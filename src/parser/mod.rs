//! Syslog wire parser
//!
//! Turns a raw datagram or TCP line into a [`LogRecord`]. Parsing never fails:
//! input without a usable `<PRI>` prefix keeps its full text as the message
//! and gets the configured default facility and severity.
//!
//! Only the PRI prefix is decoded. Timestamp, hostname and tag segments of
//! RFC 3164/5424 headers stay part of the message text.

use crate::config::ParserSettings;
use crate::metrics::Metrics;
use crate::types::log_record::MAX_PRI;
use crate::types::LogRecord;
use chrono::{DateTime, Utc};
use std::fmt;
use std::net::SocketAddr;
use std::sync::Arc;
use tracing::debug;

/// Why a message did not yield a PRI value
#[derive(Debug, Clone, Copy, PartialEq, Eq)]
pub enum ParseError {
    /// Zero-length input
    Empty,
    /// Input does not start with `<`
    MissingPri,
    /// `<...>` is present but does not hold 1-3 digits
    MalformedPri,
    /// PRI value above 191
    PriOutOfRange(u16),
}

impl fmt::Display for ParseError {
    fn fmt(&self, f: &mut fmt::Formatter<'_>) -> fmt::Result {
        match self {
            ParseError::Empty => write!(f, "empty message"),
            ParseError::MissingPri => write!(f, "missing <PRI> prefix"),
            ParseError::MalformedPri => write!(f, "malformed <PRI> prefix"),
            ParseError::PriOutOfRange(pri) => write!(f, "PRI {} out of range 0-{}", pri, MAX_PRI),
        }
    }
}

/// Outcome of parsing a single message
#[derive(Debug, Clone, PartialEq)]
pub struct ParsedMessage {
    /// The record to enqueue
    pub record: LogRecord,
    /// Set when the PRI prefix could not be decoded
    pub error: Option<ParseError>,
    /// Input exceeded the maximum message size and was cut
    pub truncated: bool,
}

/// Parse one message without touching any shared state
pub fn parse_message(
    raw: &[u8],
    source_address: SocketAddr,
    received_at: DateTime<Utc>,
    settings: &ParserSettings,
) -> ParsedMessage {
    let truncated = raw.len() > settings.max_message_size;
    let raw = if truncated {
        &raw[..settings.max_message_size]
    } else {
        raw
    };

    let text = String::from_utf8_lossy(raw);

    let (facility, severity, body, error) = match split_pri(&text) {
        Ok((pri, rest)) => (pri / 8, pri % 8, rest, None),
        Err(e) => (
            settings.default_facility,
            settings.default_severity,
            text.as_ref(),
            Some(e),
        ),
    };

    ParsedMessage {
        record: LogRecord::new(
            received_at,
            source_address,
            clean_message(body),
            severity,
            facility,
        ),
        error,
        truncated,
    }
}

/// Split `<PRI>` off the front of `text`
fn split_pri(text: &str) -> Result<(u8, &str), ParseError> {
    if text.is_empty() {
        return Err(ParseError::Empty);
    }
    let rest = text.strip_prefix('<').ok_or(ParseError::MissingPri)?;
    let close = rest.find('>').ok_or(ParseError::MalformedPri)?;
    let digits = &rest[..close];

    if digits.is_empty() || digits.len() > 3 || !digits.bytes().all(|b| b.is_ascii_digit()) {
        return Err(ParseError::MalformedPri);
    }

    let pri: u16 = digits.parse().map_err(|_| ParseError::MalformedPri)?;
    if pri > u16::from(MAX_PRI) {
        return Err(ParseError::PriOutOfRange(pri));
    }

    Ok((pri as u8, &rest[close + 1..]))
}

/// Trim line terminators and surrounding whitespace
fn clean_message(body: &str) -> String {
    body.trim().to_string()
}

/// Parser bound to the shared metrics registry
///
/// Counts parse errors and truncations and logs them at debug level.
#[derive(Debug, Clone)]
pub struct SyslogParser {
    settings: ParserSettings,
    metrics: Arc<Metrics>,
}

impl SyslogParser {
    /// Create a parser
    pub fn new(settings: ParserSettings, metrics: Arc<Metrics>) -> Self {
        Self { settings, metrics }
    }

    /// Parse a message received at `received_at` from `source_address`
    pub fn parse(
        &self,
        raw: &[u8],
        source_address: SocketAddr,
        received_at: DateTime<Utc>,
    ) -> LogRecord {
        let parsed = parse_message(raw, source_address, received_at, &self.settings);

        if parsed.truncated {
            self.metrics.record_truncated();
            debug!(
                peer = %source_address,
                size = raw.len(),
                max = self.settings.max_message_size,
                "syslog message truncated"
            );
        }

        if let Some(error) = parsed.error {
            self.metrics.record_parse_error();
            debug!(peer = %source_address, %error, "syslog message without usable priority");
        }

        parsed.record
    }

    /// Parser settings
    pub fn settings(&self) -> &ParserSettings {
        &self.settings
    }
}
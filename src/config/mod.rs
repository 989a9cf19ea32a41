//! Configuration management for the collector

pub mod settings;

pub use settings::{
    CollectorConfig, ListenerSettings, MetricsSettings, OutputFormat, ParserSettings,
    QueueSettings, ShutdownSettings, StorageSettings,
};
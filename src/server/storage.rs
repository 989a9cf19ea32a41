//! Append-only output sink for log records

use crate::config::{OutputFormat, StorageSettings};
use crate::types::LogRecord;
use crate::{CollectorError, Result};
use serde::Serialize;
use std::path::Path;
use tokio::fs::{File, OpenOptions};
use tokio::io::{AsyncWrite, AsyncWriteExt};

/// Column names of the CSV output
pub const CSV_HEADER: [&str; 5] = ["Event_Time", "Device_IP", "Message", "Severity", "Facility"];

#[derive(Serialize)]
struct Row<'a> {
    #[serde(rename = "Event_Time")]
    event_time: String,
    #[serde(rename = "Device_IP")]
    device_ip: String,
    #[serde(rename = "Message")]
    message: &'a str,
    #[serde(rename = "Severity")]
    severity: u8,
    #[serde(rename = "Facility")]
    facility: u8,
}

impl<'a> Row<'a> {
    fn new(record: &'a LogRecord, local_time: bool) -> Self {
        Self {
            event_time: record.event_time(local_time),
            device_ip: record.device_ip(),
            message: &record.message,
            severity: record.severity,
            facility: record.facility,
        }
    }
}

/// Serialize one record as a terminated row in `format`
pub fn encode_row(
    record: &LogRecord,
    format: OutputFormat,
    local_time: bool,
    out: &mut Vec<u8>,
) -> Result<()> {
    let row = Row::new(record, local_time);
    match format {
        OutputFormat::Csv => {
            let mut writer = csv::WriterBuilder::new()
                .has_headers(false)
                .double_quote(true)
                .from_writer(&mut *out);
            writer.serialize(row)?;
            writer.flush()?;
        }
        OutputFormat::Json => {
            serde_json::to_writer(&mut *out, &row)?;
            out.push(b'\n');
        }
    }
    Ok(())
}

/// Buffered sink the writer appends rows to
///
/// Rows accumulate in memory until `flush`. A failed flush discards the
/// buffered rows, so rows already reported as lost never reach the output
/// later. Only the writer task owns a sink; nothing else writes to the output.
pub struct RecordSink<W = File> {
    writer: W,
    buffer: Vec<u8>,
    format: OutputFormat,
    local_time: bool,
}

impl RecordSink<File> {
    /// Open the configured output file in append mode
    ///
    /// The file is created if missing and never truncated. A CSV header is
    /// written only when the file is empty.
    pub async fn open(settings: &StorageSettings) -> Result<Self> {
        let path = &settings.output_path;
        let file = open_append(path).await?;
        let is_empty = file
            .metadata()
            .await
            .map_err(|e| CollectorError::Sink(format!("Failed to stat {}: {}", path.display(), e)))?
            .len()
            == 0;

        let mut sink = Self::from_writer(file, settings.format, settings.local_time);
        if is_empty && settings.format == OutputFormat::Csv {
            sink.write_header()?;
            sink.flush().await?;
        }
        Ok(sink)
    }
}

async fn open_append(path: &Path) -> Result<File> {
    OpenOptions::new()
        .create(true)
        .append(true)
        .open(path)
        .await
        .map_err(|e| CollectorError::Sink(format!("Failed to open output {}: {}", path.display(), e)))
}

impl<W: AsyncWrite + Unpin> RecordSink<W> {
    /// Wrap an arbitrary writer
    pub fn from_writer(writer: W, format: OutputFormat, local_time: bool) -> Self {
        Self {
            writer,
            buffer: Vec::with_capacity(8 * 1024),
            format,
            local_time,
        }
    }

    /// Buffer the CSV header row
    pub fn write_header(&mut self) -> Result<()> {
        let mut writer = csv::Writer::from_writer(&mut self.buffer);
        writer.write_record(CSV_HEADER)?;
        writer.flush()?;
        Ok(())
    }

    /// Append one record to the buffer
    pub fn append(&mut self, record: &LogRecord) -> Result<()> {
        let mark = self.buffer.len();
        if let Err(e) = encode_row(record, self.format, self.local_time, &mut self.buffer) {
            self.buffer.truncate(mark);
            return Err(e);
        }
        Ok(())
    }

    /// Bytes waiting for the next flush
    pub fn buffered_len(&self) -> usize {
        self.buffer.len()
    }

    /// Push buffered rows to the underlying writer
    ///
    /// The buffer is emptied whether or not the write succeeds.
    pub async fn flush(&mut self) -> Result<()> {
        let written = self.writer.write_all(&self.buffer).await;
        self.buffer.clear();
        written?;
        self.writer.flush().await?;
        Ok(())
    }

    /// Flush and release the underlying writer
    pub async fn close(mut self) -> Result<()> {
        self.flush().await?;
        self.writer.shutdown().await?;
        Ok(())
    }

    /// Configured row format
    pub fn format(&self) -> OutputFormat {
        self.format
    }
}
━━━━━━━━━━━━━━━━
Look above for the line holding "to the output.", then set down exactly that line and every line after it up to and including the line holding "OpenOptions::new()", with nothing else.

/// later. Only the writer task owns a sink; nothing else writes to the output.
pub struct RecordSink<W = File> {
    writer: W,
    buffer: Vec<u8>,
    format: OutputFormat,
    local_time: bool,
}

impl RecordSink<File> {
    /// Open the configured output file in append mode
    ///
    /// The file is created if missing and never truncated. A CSV header is
    /// written only when the file is empty.
    pub async fn open(settings: &StorageSettings) -> Result<Self> {
        let path = &settings.output_path;
        let file = open_append(path).await?;
        let is_empty = file
            .metadata()
            .await
            .map_err(|e| CollectorError::Sink(format!("Failed to stat {}: {}", path.display(), e)))?
            .len()
            == 0;

        let mut sink = Self::from_writer(file, settings.format, settings.local_time);
        if is_empty && settings.format == OutputFormat::Csv {
            sink.write_header()?;
            sink.flush().await?;
        }
        Ok(sink)
    }
}

async fn open_append(path: &Path) -> Result<File> {
    OpenOptions::new()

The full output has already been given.